National Theatre, Tafawa Balewa Square and other national monuments
Meanwhile, the Senate has reaffirmed its commitment to the non-sale of the National Theatre, Tafawa Balewa Square and other national monuments. This is sequel to the adoption of the report of its Committee on Culture and Tourism in its plenary on Thursday, May 8, 2019.

The Senate had earlier called on the Federal Government to halt the planned sale of the National Theatre and Tafawa Balewa Square, both in Lagos State.The lawmakers while adopting a motion by Fatimat Raji-Rasaki, Ekiti, described the move as a threat to national identity.

The Director General of Budget Office, Ben Akabueze, was quoted as saying that TBS, the National Arts Theatre and some selected power plants under the National Integrated Power Projects were part of the key national assets the Federal Government has concluded plans to sell to finance the country’s yearly budgets for the next three years.

In dismissing government’s intention, the Senate observed the Tafawa Balewa Square was instrumental to the country’s history and the National Theatre was built for all blacks gathered to celebrate the uniqueness of the black race. The monuments were important to Nigeria’s history and should not be sold off, as selling them will be a great mistake, as the historic identity attached to them would be erased, while generations to come would not have any sense of Nigeria’s history.

Boosting of Sector
However, for the poet, playwright and UNESCO Regional Expert (Africa), Intangible Cultural Heritage of Humanity (ICH), Denja Abdullahi, “until government takes its proper role by enacting and implementing supportive laws like the National Endowment Fund for the Arts, which will marshal state fund for the support of the practitioners of arts and cultures, there can be nothing like a boost.”

The NLNG Prize nominee said all the government interventionist policies to support the sector such as the Project Act Nollywood, Film Fund and the newly announced CBN initiative for special loans etc for the sector have to be warehoused under a central initiative as in the National Endowment Fund for the Arts, “as it is done in other saner countries who value the immense contribution of the arts to society’s civilising ethos. Government at all levels must be compelled to set out budgetary fund to support worthwhile projects of individual artists and groups within the sector. Government must give funds to arts and culture NGOs to operate. The neglect of arts groups within the sector who often derive grants and aid to function from foreign cultural agencies does not augur well for the ideological purity of practice in the sector.”
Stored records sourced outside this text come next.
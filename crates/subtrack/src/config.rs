use std::env;
use std::fs;
use std::path::{Path, PathBuf};

use anyhow::{anyhow, Context, Result};
use chrono::{DateTime, NaiveDate, NaiveTime, Utc};
use serde::Deserialize;

#[derive(Debug, Clone, Deserialize)]
#[serde(default)]
pub struct TrackerConfig {
    pub subreddit: String,
    pub data_dir: PathBuf,
    /// Submissions older than this date are assumed already reviewed; the
    /// sync walk stops when it reaches them.
    pub tracked_since: NaiveDate,
    pub scan_limit: usize,
    pub page_size: usize,
    pub required_categories: Vec<String>,
    pub taxonomy_file: String,
    pub keywords_file: String,
    pub user_agent: String,
}

impl Default for TrackerConfig {
    fn default() -> Self {
        TrackerConfig {
            subreddit: "CriminalJusticeReform".to_string(),
            data_dir: PathBuf::from("data"),
            tracked_since: NaiveDate::from_ymd_opt(2020, 4, 1).unwrap_or(NaiveDate::MIN),
            scan_limit: 100,
            page_size: subtrack_core::DEFAULT_PAGE_SIZE,
            required_categories: vec![
                "process-or-theme".to_string(),
                "location".to_string(),
                "article-type".to_string(),
            ],
            taxonomy_file: "taxonomy.csv".to_string(),
            keywords_file: "keywords.txt".to_string(),
            user_agent: concat!("subtrack/", env!("CARGO_PKG_VERSION")).to_string(),
        }
    }
}

impl TrackerConfig {
    pub fn load(path: &Path) -> Result<TrackerConfig> {
        let mut config = if path.exists() {
            let raw = fs::read_to_string(path)
                .with_context(|| format!("failed to read config {}", path.display()))?;
            toml::from_str(&raw)
                .map_err(|e| anyhow!("invalid config {}: {e}", path.display()))?
        } else {
            TrackerConfig::default()
        };
        if let Ok(agent) = env::var("SUBTRACK_USER_AGENT") {
            if !agent.trim().is_empty() {
                config.user_agent = agent;
            }
        }
        Ok(config)
    }

    /// Start of the tracked window as a UTC instant.
    pub fn boundary(&self) -> DateTime<Utc> {
        self.tracked_since.and_time(NaiveTime::MIN).and_utc()
    }

    pub fn taxonomy_path(&self) -> PathBuf {
        self.data_dir.join(&self.taxonomy_file)
    }

    pub fn keywords_path(&self) -> PathBuf {
        self.data_dir.join(&self.keywords_file)
    }
}
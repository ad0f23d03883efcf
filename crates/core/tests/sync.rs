use chrono::{DateTime, TimeZone, Utc};
use subtrack_core::{RecordKey, RecordStore, RemoteFeed, RemoteItem, Result};

struct StaticFeed {
    items: Vec<RemoteItem>,
}

impl RemoteFeed for StaticFeed {
    fn list_recent(&self, _subreddit: &str, limit: usize) -> Result<Vec<RemoteItem>> {
        Ok(self.items.iter().take(limit).cloned().collect())
    }

    fn item_by_id(&self, id: &str) -> Result<RemoteItem> {
        self.items
            .iter()
            .find(|item| item.id == id)
            .cloned()
            .ok_or_else(|| subtrack_core::TrackError::NotFound(id.to_string()))
    }
}

fn remote(id: &str, day: u32, score: i64) -> RemoteItem {
    RemoteItem {
        id: id.to_string(),
        created_at: Utc.with_ymd_and_hms(2024, 7, day, 8, 0, 0).unwrap(),
        url: format!("https://example.org/{id}"),
        author: "poster".to_string(),
        title: format!("story {id}"),
        score,
        upvote_ratio: 0.9,
        comment_count: 2,
        permalink: format!("/r/sub/comments/{id}/story/"),
    }
}

fn boundary() -> DateTime<Utc> {
    Utc.with_ymd_and_hms(2024, 7, 1, 0, 0, 0).unwrap()
}

#[test]
fn sync_merges_without_duplicating_or_losing_records() {
    let mut store = RecordStore::new();
    store.adopt(&remote("aaa", 3, 10)).unwrap();

    // the remote now reports A with a higher score, plus an unseen B
    let feed = StaticFeed {
        items: vec![remote("bbb", 5, 2), remote("aaa", 3, 15)],
    };
    let outcome = store.sync(&feed, "sub", 100, boundary()).unwrap();

    let unseen: Vec<&str> = outcome.unseen.iter().map(|i| i.id.as_str()).collect();
    assert_eq!(unseen, vec!["bbb"]);

    assert_eq!(store.len(), 1);
    let tracked = store.get(&RecordKey::Remote("aaa".to_string())).unwrap();
    assert_eq!(tracked.metrics.score, 15);

    // a second pass with identical data reports nothing new and no drift
    let outcome = store.sync(&feed, "sub", 100, boundary()).unwrap();
    assert_eq!(outcome.unseen.len(), 1); // bbb is still unadopted
    assert_eq!(outcome.drifted, 0);

    // adopting B ends its "unseen" life
    store.adopt(&outcome.unseen[0]).unwrap();
    let outcome = store.sync(&feed, "sub", 100, boundary()).unwrap();
    assert!(outcome.unseen.is_empty());
    assert_eq!(store.len(), 2);
}
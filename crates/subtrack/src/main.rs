mod browser;
mod cli;
mod config;
mod prompt;
mod reddit;
mod session;
mod tables;

use anyhow::Result;
use clap::Parser;
use tracing_subscriber::EnvFilter;

use crate::cli::Cli;
use crate::config::TrackerConfig;
use crate::prompt::StdinPrompt;
use crate::reddit::RedditClient;
use crate::session::Session;

fn main() -> Result<()> {
    let cli = Cli::parse();
    init_tracing(cli.verbose);
    let mut config = TrackerConfig::load(&cli.config)?;
    if let Some(subreddit) = cli.subreddit {
        config.subreddit = subreddit;
    }
    if let Some(data_dir) = cli.data_dir {
        config.data_dir = data_dir;
    }
    let feed = Box::new(RedditClient::new(&config.user_agent)?);
    let mut session = Session::open(config, feed, Box::new(StdinPrompt))?;
    session.run()
}

fn init_tracing(verbose: bool) {
    let fallback = if verbose { "subtrack=debug" } else { "warn" };
    let filter = EnvFilter::try_from_default_env().unwrap_or_else(|_| EnvFilter::new(fallback));
    // diagnostics go to stderr; stdout belongs to the operator dialogue
    let _ = tracing_subscriber::fmt()
        .with_env_filter(filter)
        .with_writer(std::io::stderr)
        .try_init();
}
The ANA president is angry that the writing profession has not enjoyed under Buhari. His words: “I will definitely say it has not as I have not seen them thinking about us in their policy loop and various schemes set out for the creative sector. When people in government talk of the creative sector, the idea in their head is all about musicians, filmmakers, fashion designers etc. The writing and the publishing industries are the orphans of the creative sector.

“We just finished the Nigerian International Book Fair in Lagos, most of the government people invited there were not found there except the National Librarian and the DG of the Nigerian Copyright Commission who are both known to be active players in the sector before their appointments.

“It tells you that the government must think well before appointing people to head agencies in the creative sector. They must appoint persons with knowledge about how the creative sector works and who will see creative people as partners not competitors to be muscled out of practice. The government needs to pay more positive attention to writers as they are the preserver of national being and the visioner of a better tomorrow.”